===== DATA UNDER STUDY

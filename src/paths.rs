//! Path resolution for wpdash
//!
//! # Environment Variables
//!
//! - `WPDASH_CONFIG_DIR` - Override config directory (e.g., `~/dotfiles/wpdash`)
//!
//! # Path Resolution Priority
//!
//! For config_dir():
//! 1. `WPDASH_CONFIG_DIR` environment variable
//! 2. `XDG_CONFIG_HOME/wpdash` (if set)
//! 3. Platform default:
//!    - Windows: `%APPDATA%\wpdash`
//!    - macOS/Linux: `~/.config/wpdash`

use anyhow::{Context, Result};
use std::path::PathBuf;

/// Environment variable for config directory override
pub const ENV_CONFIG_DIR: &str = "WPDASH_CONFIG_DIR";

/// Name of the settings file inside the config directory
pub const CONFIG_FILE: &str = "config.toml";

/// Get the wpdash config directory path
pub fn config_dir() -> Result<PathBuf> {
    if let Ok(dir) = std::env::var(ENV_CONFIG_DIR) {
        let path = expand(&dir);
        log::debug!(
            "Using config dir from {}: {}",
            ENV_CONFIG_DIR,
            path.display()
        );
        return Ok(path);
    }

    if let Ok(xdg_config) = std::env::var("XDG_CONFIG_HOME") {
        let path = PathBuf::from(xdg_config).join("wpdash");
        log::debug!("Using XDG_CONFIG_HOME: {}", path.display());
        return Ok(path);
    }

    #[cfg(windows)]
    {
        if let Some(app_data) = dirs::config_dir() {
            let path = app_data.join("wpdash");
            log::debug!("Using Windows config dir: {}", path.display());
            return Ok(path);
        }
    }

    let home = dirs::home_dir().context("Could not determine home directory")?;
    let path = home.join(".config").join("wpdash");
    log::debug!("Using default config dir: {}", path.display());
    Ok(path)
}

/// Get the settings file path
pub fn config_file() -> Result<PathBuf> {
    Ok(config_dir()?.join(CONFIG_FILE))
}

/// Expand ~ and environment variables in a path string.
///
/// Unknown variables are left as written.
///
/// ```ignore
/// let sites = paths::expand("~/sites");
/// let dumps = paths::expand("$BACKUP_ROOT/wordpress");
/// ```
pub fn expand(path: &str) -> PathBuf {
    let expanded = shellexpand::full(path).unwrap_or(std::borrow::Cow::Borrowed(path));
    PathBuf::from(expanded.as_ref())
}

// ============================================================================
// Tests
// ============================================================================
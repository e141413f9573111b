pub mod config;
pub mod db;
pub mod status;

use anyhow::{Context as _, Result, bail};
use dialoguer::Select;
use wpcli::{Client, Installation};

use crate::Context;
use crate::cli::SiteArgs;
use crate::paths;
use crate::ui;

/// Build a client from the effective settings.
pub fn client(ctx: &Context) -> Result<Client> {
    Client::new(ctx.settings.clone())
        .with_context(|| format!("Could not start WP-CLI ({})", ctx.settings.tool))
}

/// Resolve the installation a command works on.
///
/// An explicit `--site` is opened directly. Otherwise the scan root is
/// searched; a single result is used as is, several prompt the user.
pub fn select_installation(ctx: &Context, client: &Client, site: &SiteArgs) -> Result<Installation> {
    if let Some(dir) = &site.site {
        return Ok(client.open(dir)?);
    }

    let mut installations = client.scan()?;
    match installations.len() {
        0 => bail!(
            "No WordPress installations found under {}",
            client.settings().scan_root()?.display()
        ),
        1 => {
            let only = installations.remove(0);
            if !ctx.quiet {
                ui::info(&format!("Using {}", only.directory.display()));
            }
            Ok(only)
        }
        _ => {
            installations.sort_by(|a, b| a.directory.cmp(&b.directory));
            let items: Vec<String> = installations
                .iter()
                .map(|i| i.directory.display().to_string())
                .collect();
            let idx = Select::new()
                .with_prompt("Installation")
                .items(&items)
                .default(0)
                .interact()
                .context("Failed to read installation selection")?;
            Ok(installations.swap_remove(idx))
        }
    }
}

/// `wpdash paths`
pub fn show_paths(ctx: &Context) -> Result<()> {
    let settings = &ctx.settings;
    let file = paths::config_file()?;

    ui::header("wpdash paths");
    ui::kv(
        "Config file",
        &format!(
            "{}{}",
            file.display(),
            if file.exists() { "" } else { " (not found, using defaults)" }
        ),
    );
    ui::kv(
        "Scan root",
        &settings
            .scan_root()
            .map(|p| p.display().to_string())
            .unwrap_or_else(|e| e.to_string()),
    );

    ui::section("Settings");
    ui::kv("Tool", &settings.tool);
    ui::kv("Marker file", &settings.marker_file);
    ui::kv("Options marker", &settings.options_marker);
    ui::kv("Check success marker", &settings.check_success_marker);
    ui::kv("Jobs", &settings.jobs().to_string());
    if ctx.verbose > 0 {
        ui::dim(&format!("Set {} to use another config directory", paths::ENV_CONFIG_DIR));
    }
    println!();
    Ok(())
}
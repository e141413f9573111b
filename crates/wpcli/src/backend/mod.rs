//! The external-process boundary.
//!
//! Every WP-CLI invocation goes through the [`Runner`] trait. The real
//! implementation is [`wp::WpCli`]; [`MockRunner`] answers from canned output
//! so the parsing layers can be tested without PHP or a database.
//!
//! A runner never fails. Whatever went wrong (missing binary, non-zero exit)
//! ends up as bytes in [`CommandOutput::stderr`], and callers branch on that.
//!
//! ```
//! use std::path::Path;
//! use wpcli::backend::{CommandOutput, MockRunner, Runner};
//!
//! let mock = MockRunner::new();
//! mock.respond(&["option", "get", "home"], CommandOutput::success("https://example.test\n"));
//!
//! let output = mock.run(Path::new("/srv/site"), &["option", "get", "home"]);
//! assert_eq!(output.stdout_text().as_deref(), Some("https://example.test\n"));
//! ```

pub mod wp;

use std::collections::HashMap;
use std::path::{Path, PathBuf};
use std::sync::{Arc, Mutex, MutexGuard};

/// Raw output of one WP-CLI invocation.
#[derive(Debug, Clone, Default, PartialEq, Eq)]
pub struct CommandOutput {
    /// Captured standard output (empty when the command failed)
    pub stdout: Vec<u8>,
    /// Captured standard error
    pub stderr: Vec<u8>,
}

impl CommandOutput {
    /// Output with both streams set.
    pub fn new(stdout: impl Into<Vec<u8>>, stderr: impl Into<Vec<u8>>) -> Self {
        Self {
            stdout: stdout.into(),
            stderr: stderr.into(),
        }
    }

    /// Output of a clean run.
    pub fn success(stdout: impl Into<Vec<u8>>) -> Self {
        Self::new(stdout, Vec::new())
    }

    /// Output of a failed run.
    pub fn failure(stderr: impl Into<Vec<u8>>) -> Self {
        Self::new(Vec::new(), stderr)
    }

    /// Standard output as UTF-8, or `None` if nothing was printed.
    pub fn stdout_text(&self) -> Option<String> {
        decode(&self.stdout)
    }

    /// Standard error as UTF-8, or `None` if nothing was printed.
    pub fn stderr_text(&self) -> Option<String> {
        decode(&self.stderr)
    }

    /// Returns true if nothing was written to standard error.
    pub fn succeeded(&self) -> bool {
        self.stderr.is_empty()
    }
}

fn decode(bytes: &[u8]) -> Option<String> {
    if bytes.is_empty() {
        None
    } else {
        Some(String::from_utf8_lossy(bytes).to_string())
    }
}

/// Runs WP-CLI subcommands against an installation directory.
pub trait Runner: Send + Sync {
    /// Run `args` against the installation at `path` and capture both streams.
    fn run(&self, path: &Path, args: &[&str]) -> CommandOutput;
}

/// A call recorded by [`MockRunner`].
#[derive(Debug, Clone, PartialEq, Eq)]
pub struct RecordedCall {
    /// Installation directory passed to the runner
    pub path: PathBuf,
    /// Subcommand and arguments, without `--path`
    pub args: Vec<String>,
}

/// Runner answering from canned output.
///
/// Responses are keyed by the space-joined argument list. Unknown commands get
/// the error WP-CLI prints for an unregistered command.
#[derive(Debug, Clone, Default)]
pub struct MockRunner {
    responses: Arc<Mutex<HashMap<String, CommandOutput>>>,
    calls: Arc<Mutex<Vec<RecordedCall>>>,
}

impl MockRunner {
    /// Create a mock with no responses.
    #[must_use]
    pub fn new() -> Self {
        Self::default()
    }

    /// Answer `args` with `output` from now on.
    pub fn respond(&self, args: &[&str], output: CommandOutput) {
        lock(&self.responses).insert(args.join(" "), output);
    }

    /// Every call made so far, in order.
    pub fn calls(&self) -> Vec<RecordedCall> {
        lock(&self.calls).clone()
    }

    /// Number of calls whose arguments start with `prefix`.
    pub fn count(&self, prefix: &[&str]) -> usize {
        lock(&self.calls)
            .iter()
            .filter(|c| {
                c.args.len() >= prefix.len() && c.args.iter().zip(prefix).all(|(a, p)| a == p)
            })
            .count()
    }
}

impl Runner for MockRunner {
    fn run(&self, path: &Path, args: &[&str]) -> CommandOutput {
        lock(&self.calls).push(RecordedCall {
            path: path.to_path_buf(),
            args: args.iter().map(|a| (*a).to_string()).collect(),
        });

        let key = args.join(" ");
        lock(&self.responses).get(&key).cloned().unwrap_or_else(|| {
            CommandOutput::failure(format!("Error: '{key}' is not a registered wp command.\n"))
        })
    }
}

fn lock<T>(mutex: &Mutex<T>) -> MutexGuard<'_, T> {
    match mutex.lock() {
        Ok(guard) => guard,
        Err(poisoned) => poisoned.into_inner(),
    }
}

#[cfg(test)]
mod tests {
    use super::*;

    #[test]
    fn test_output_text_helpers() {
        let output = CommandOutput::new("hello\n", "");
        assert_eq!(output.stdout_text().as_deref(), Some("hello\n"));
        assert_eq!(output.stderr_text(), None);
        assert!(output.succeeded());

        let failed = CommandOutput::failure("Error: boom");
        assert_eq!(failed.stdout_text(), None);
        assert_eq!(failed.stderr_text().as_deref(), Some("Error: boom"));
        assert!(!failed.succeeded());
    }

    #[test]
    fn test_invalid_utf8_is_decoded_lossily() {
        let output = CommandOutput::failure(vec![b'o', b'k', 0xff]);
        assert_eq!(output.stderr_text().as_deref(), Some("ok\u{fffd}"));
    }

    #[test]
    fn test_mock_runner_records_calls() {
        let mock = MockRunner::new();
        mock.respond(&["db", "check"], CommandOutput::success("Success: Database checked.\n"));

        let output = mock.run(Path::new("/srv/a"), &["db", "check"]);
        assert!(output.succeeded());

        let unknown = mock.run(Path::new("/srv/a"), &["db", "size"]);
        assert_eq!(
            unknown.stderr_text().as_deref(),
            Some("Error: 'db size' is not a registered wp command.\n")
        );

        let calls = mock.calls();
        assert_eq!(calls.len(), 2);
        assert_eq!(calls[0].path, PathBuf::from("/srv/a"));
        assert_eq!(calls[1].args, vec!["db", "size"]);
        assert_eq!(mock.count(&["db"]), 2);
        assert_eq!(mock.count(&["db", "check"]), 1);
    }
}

==========

» PROBLEM STATEMENT
Every line above with the string "invocation" in it needs to be copied.

» FINISHED EXERCISE
//! Every WP-CLI invocation goes through the [`Runner`] trait. The real
/// Raw output of one WP-CLI invocation.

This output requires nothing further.